Esta mudança busca acompanhar a dinamicidade do mundo real, acentuada pela evolução tecnológica, cada vez mais célere, e que traz uma série de operações atualmente não contempladas nos conceitos brasileiros de “bens” e “serviços”.

 

Legislação

A legislação do imposto será única e nacional, instituída por lei complementar, e imporá idênticas restrições legislativas a toda Federação. A autonomia tributária das três esferas governamentais será limitada à fixação de sua respectiva alíquota em lei ordinária. Excetuam-se do regramento da alíquota única somente as hipóteses autorizadas pela Constituição Federal.

 

Não cumulatividade e creditamento

O IBS também será não cumulativo. Característica que se planeja ser simples, e que garanta o efetivo ressarcimento dos créditos aos contribuintes. Será previsto, caso o relatório seja aprovado, o creditamento sobre todas as operações anteriores, excetuando-se apenas as caracterizadas como de uso ou consumo pessoal por lei complementar.

Para garantir o ressarcimento, a proposta é de que a receita arrecadada com o imposto incidente sobre as operações geradoras de crédito não componha o produto da arrecadação que será distribuída aos entes federados, o valor será retido, e funcionará como lastro para o ressarcimento ao contribuinte até que o titular do crédito o utilize para compensá-lo com seus débitos.

Em contrapartida, o aproveitamento do crédito será condicionado ao efetivo recolhimento do imposto incidente na operação, e no momento de sua liquidação financeira, com utilização da evolução tecnológica para tanto, e se aproveitando da facilidade na constatação do valor efetivamente devido pela alíquota única e base de cálculo ampla.

Em conclusão, o efetivo recolhimento do imposto na operação anterior é o que vai garantir que existam recursos para se proceder à devolução dos créditos acumulados.

 

Simples Nacional

O relatório mantém a base constitucional do regime do Simples Nacional, com necessárias alterações que competirão à legislação infraconstitucional.

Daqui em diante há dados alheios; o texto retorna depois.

//! Bollinger Bands.
//!
//! Middle band is the simple moving average; the upper and lower bands sit
//! a configurable number of population standard deviations above and below
//! it, both measured over the same `period`-bar window.

use crate::error::Result;
use crate::kernels::moving_average::sma_into;
use crate::kernels::variance::{stddev_into, variance_lookback};
use crate::range::{IndexRange, OutputRange};
use crate::traits::{validate_output_len, validate_period, SeriesElement};

/// Lookback of the bands: `period - 1`.
#[inline]
#[must_use]
pub const fn bollinger_lookback(period: usize) -> usize {
    variance_lookback(period)
}

/// Computes the upper, middle, and lower Bollinger Bands into the three
/// output buffers. All three receive the same [`OutputRange`].
///
/// `dev_up` and `dev_down` scale the standard deviation independently for
/// the two outer bands.
///
/// # Errors
///
/// Returns an error if the period is zero, the range does not fit the
/// input, or an output buffer is too small. A range fully consumed by the
/// lookback yields `Ok(OutputRange::empty())`.
#[allow(clippy::too_many_arguments)]
pub fn bollinger_into<T: SeriesElement>(
    data: &[T],
    range: IndexRange,
    period: usize,
    dev_up: T,
    dev_down: T,
    out_upper: &mut [T],
    out_middle: &mut [T],
    out_lower: &mut [T],
) -> Result<OutputRange> {
    validate_period(period, 1, "bollinger")?;
    range.check_within(data.len())?;

    let Some(real_start) = range.trimmed_start(bollinger_lookback(period)) else {
        return Ok(OutputRange::empty());
    };
    let out_len = range.end - real_start + 1;
    validate_output_len(out_upper, out_len, "bollinger")?;
    validate_output_len(out_middle, out_len, "bollinger")?;
    validate_output_len(out_lower, out_len, "bollinger")?;

    // Standard deviation lands in the upper buffer first and is replaced in
    // place once the middle band is known.
    stddev_into(data, range, period, out_upper)?;
    sma_into(data, range, period, out_middle)?;

    for i in 0..out_len {
        let deviation = out_upper[i];
        out_upper[i] = out_middle[i] + dev_up * deviation;
        out_lower[i] = out_middle[i] - dev_down * deviation;
    }
    Ok(OutputRange::new(real_start, out_len))
}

Sucessivas alterações na sistemática a afastaram de seu objetivo original, tornando-o disfuncional, completo e injusto.

Ressalta que há necessidade de corrigir o expressivo limite autorizado para enquadramento (4,8 milhões de reais), os setores autorizados, e a discussão sobre as alíquotas aplicáveis às diversas bases tributárias.

Ainda assim, ocorrerão adequações no substitutivo. No relatório incita-se que o optante pelo Simples Nacional poderá escolher entre incluir ou não o IBS no regime de recolhimento unificado. Se o imposto for incluído, a micro ou pequena empresa não aproveitará ou repassará créditos de suas aquisições e vendas. Seria o caso de empresas enquadradas no Simples que lidem diretamente com o consumidor final, e que possuam poucos insumos creditáveis.

O contribuinte poderá optar por recolher o imposto separadamente, conforme regime ordinário de tributação, adquirindo e repassando créditos normalmente.

 

Benefícios fiscais por prazo determinado

Benefícios vigentes terão prazo de transição de doze anos, com possibilidade de manutenção por prazo à maior razoável.

Dentre estes estão os conferidos às atividades agropecuárias, agroindustriais, pesqueiras e florestas, à saúde, à educação (como exemplo, o ProUni), ao transporte público coletivo, aos fretes do transporte rodoviário de carga, e à regra imunizante das extintas contribuições sociais às entidades beneficentes de assistência social, já previstas na Constituição.

Após tal prazo, o IBS atenderá à regra de incidência geral tida na Constituição Federal, e tratamentos diferenciados só serão conferidos nas restritas hipóteses previstas como de absoluta necessidade.

O texto ainda será objeto de discussão no Congresso Nacional, mas a expectativa do Ministério da Economia é que a Reforma Tributária seja aprovada em cerca de cinco meses.

 

Thaís Borgo Barreto

Advogada. Especialista em direito processual civil pela FDV.